- _Exercise aim_
Give every entry again precisely as it appears.

:: Data supplied ::

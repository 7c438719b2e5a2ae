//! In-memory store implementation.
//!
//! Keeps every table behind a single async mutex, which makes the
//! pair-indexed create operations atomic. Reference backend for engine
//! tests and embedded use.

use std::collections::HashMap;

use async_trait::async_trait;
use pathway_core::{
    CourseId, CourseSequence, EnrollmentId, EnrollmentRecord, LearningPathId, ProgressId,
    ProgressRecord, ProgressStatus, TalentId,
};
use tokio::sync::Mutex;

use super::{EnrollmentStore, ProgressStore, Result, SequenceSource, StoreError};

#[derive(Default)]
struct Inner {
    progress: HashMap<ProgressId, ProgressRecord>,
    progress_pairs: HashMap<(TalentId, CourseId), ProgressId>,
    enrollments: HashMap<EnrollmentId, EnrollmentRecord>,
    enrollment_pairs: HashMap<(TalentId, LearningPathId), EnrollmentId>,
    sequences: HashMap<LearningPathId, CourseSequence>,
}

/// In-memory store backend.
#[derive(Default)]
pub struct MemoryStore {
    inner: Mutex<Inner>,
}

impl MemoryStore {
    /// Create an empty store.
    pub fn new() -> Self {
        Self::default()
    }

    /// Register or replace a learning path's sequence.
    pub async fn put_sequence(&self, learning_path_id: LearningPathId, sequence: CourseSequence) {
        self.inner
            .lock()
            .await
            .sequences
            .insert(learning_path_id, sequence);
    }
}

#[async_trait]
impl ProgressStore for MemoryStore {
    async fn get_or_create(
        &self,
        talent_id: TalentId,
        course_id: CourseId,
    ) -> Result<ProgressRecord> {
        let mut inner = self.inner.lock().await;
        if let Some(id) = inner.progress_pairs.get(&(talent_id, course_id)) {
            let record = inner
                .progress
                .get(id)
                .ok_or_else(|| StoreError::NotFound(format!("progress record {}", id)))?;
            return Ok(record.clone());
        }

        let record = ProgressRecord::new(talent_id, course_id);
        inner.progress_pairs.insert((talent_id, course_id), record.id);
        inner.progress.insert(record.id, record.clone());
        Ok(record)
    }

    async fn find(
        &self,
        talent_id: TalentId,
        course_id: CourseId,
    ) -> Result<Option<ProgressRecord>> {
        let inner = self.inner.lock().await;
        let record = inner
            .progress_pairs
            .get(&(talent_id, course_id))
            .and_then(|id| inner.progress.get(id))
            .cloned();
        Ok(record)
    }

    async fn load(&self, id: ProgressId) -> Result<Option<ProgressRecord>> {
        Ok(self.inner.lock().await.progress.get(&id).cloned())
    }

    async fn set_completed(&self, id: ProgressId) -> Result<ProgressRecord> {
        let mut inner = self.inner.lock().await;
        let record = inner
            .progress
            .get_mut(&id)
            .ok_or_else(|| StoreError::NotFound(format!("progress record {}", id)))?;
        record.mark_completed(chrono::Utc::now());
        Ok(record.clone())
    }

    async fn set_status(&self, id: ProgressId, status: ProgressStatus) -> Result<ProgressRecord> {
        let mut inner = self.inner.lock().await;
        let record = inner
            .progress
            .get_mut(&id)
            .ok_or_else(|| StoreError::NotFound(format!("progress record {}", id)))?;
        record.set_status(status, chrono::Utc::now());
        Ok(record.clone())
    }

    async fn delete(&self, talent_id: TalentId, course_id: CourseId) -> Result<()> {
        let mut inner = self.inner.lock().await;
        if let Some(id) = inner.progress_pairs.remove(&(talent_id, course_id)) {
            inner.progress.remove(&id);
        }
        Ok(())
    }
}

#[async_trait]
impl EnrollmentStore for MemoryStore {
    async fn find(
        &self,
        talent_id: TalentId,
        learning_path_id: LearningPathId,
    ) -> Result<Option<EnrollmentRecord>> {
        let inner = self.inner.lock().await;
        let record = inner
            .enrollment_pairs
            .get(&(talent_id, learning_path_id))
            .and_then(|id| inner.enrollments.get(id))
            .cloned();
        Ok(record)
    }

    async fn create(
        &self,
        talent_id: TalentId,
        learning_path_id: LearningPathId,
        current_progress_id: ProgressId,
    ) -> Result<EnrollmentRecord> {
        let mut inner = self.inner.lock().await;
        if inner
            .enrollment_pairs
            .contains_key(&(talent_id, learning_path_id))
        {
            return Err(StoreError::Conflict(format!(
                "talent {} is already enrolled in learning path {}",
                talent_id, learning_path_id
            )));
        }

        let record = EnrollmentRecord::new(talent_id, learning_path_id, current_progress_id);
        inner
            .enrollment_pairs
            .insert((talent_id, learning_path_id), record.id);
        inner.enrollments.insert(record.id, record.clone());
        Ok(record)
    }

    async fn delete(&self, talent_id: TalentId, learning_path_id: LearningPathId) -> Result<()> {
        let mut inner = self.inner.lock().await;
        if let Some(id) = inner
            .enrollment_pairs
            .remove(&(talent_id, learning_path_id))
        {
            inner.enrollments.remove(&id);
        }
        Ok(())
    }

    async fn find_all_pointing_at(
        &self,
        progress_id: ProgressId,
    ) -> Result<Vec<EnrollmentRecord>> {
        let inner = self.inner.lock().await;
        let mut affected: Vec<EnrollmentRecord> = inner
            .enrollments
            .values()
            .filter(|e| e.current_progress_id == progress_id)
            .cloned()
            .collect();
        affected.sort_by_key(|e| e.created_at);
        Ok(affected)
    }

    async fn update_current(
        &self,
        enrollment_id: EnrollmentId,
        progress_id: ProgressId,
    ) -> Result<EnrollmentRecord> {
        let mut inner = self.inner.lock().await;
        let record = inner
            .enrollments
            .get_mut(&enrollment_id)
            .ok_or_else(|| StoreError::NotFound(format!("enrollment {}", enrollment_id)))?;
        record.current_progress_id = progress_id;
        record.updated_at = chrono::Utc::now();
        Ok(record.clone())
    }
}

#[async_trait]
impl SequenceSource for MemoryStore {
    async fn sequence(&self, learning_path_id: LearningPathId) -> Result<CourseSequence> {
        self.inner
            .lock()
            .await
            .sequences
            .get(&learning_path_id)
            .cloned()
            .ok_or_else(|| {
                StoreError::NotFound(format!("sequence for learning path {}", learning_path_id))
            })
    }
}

:::

- _Answer below_
repository 7c438719b2e5a2ae
//! In-memory store implementation.
//!
//! Keeps every table behind a single async mutex, which makes the
//! pair-indexed create operations atomic. Reference backend for engine
//! tests and embedded use.

use std::collections::HashMap;

use async_trait::async_trait;
use pathway_core::{
    CourseId, CourseSequence, EnrollmentId, EnrollmentRecord, LearningPathId, ProgressId,
    ProgressRecord, ProgressStatus, TalentId,
};
use tokio::sync::Mutex;

use super::{EnrollmentStore, ProgressStore, Result, SequenceSource, StoreError};

#[derive(Default)]
struct Inner {
    progress: HashMap<ProgressId, ProgressRecord>,
    progress_pairs: HashMap<(TalentId, CourseId), ProgressId>,
    enrollments: HashMap<EnrollmentId, EnrollmentRecord>,
    enrollment_pairs: HashMap<(TalentId, LearningPathId), EnrollmentId>,
    sequences: HashMap<LearningPathId, CourseSequence>,
}

/// In-memory store backend.
#[derive(Default)]
pub struct MemoryStore {
    inner: Mutex<Inner>,
}

impl MemoryStore {
    /// Create an empty store.
    pub fn new() -> Self {
        Self::default()
    }

    /// Register or replace a learning path's sequence.
    pub async fn put_sequence(&self, learning_path_id: LearningPathId, sequence: CourseSequence) {
        self.inner
            .lock()
            .await
            .sequences
            .insert(learning_path_id, sequence);
    }
}

#[async_trait]
impl ProgressStore for MemoryStore {
    async fn get_or_create(
        &self,
        talent_id: TalentId,
        course_id: CourseId,
    ) -> Result<ProgressRecord> {
        let mut inner = self.inner.lock().await;
        if let Some(id) = inner.progress_pairs.get(&(talent_id, course_id)) {
            let record = inner
                .progress
                .get(id)
                .ok_or_else(|| StoreError::NotFound(format!("progress record {}", id)))?;
            return Ok(record.clone());
        }

        let record = ProgressRecord::new(talent_id, course_id);
        inner.progress_pairs.insert((talent_id, course_id), record.id);
        inner.progress.insert(record.id, record.clone());
        Ok(record)
    }

    async fn find(
        &self,
        talent_id: TalentId,
        course_id: CourseId,
    ) -> Result<Option<ProgressRecord>> {
        let inner = self.inner.lock().await;
        let record = inner
            .progress_pairs
            .get(&(talent_id, course_id))
            .and_then(|id| inner.progress.get(id))
            .cloned();
        Ok(record)
    }

    async fn load(&self, id: ProgressId) -> Result<Option<ProgressRecord>> {
        Ok(self.inner.lock().await.progress.get(&id).cloned())
    }

    async fn set_completed(&self, id: ProgressId) -> Result<ProgressRecord> {
        let mut inner = self.inner.lock().await;
        let record = inner
            .progress
            .get_mut(&id)
            .ok_or_else(|| StoreError::NotFound(format!("progress record {}", id)))?;
        record.mark_completed(chrono::Utc::now());
        Ok(record.clone())
    }

    async fn set_status(&self, id: ProgressId, status: ProgressStatus) -> Result<ProgressRecord> {
        let mut inner = self.inner.lock().await;
        let record = inner
            .progress
            .get_mut(&id)
            .ok_or_else(|| StoreError::NotFound(format!("progress record {}", id)))?;
        record.set_status(status, chrono::Utc::now());
        Ok(record.clone())
    }

    async fn delete(&self, talent_id: TalentId, course_id: CourseId) -> Result<()> {
        let mut inner = self.inner.lock().await;
        if let Some(id) = inner.progress_pairs.remove(&(talent_id, course_id)) {
            inner.progress.remove(&id);
        }
        Ok(())
    }
}

#[async_trait]
impl EnrollmentStore for MemoryStore {
    async fn find(
        &self,
        talent_id: TalentId,
        learning_path_id: LearningPathId,
    ) -> Result<Option<EnrollmentRecord>> {
        let inner = self.inner.lock().await;
        let record = inner
            .enrollment_pairs
            .get(&(talent_id, learning_path_id))
            .and_then(|id| inner.enrollments.get(id))
            .cloned();
        Ok(record)
    }

    async fn create(
        &self,
        talent_id: TalentId,
        learning_path_id: LearningPathId,
        current_progress_id: ProgressId,
    ) -> Result<EnrollmentRecord> {
        let mut inner = self.inner.lock().await;
        if inner
            .enrollment_pairs
            .contains_key(&(talent_id, learning_path_id))
        {
            return Err(StoreError::Conflict(format!(
                "talent {} is already enrolled in learning path {}",
                talent_id, learning_path_id
            )));
        }

        let record = EnrollmentRecord::new(talent_id, learning_path_id, current_progress_id);
        inner
            .enrollment_pairs
            .insert((talent_id, learning_path_id), record.id);
        inner.enrollments.insert(record.id, record.clone());
        Ok(record)
    }

    async fn delete(&self, talent_id: TalentId, learning_path_id: LearningPathId) -> Result<()> {
        let mut inner = self.inner.lock().await;
        if let Some(id) = inner
            .enrollment_pairs
            .remove(&(talent_id, learning_path_id))
        {
            inner.enrollments.remove(&id);
        }
        Ok(())
    }

    async fn find_all_pointing_at(
        &self,
        progress_id: ProgressId,
    ) -> Result<Vec<EnrollmentRecord>> {
        let inner = self.inner.lock().await;
        let mut affected: Vec<EnrollmentRecord> = inner
            .enrollments
            .values()
            .filter(|e| e.current_progress_id == progress_id)
            .cloned()
            .collect();
        affected.sort_by_key(|e| e.created_at);
        Ok(affected)
    }

    async fn update_current(
        &self,
        enrollment_id: EnrollmentId,
        progress_id: ProgressId,
    ) -> Result<EnrollmentRecord> {
        let mut inner = self.inner.lock().await;
        let record = inner
            .enrollments
            .get_mut(&enrollment_id)
            .ok_or_else(|| StoreError::NotFound(format!("enrollment {}", enrollment_id)))?;
        record.current_progress_id = progress_id;
        record.updated_at = chrono::Utc::now();
        Ok(record.clone())
    }
}

#[async_trait]
impl SequenceSource for MemoryStore {
    async fn sequence(&self, learning_path_id: LearningPathId) -> Result<CourseSequence> {
        self.inner
            .lock()
            .await
            .sequences
            .get(&learning_path_id)
            .cloned()
            .ok_or_else(|| {
                StoreError::NotFound(format!("sequence for learning path {}", learning_path_id))
            })
    }
}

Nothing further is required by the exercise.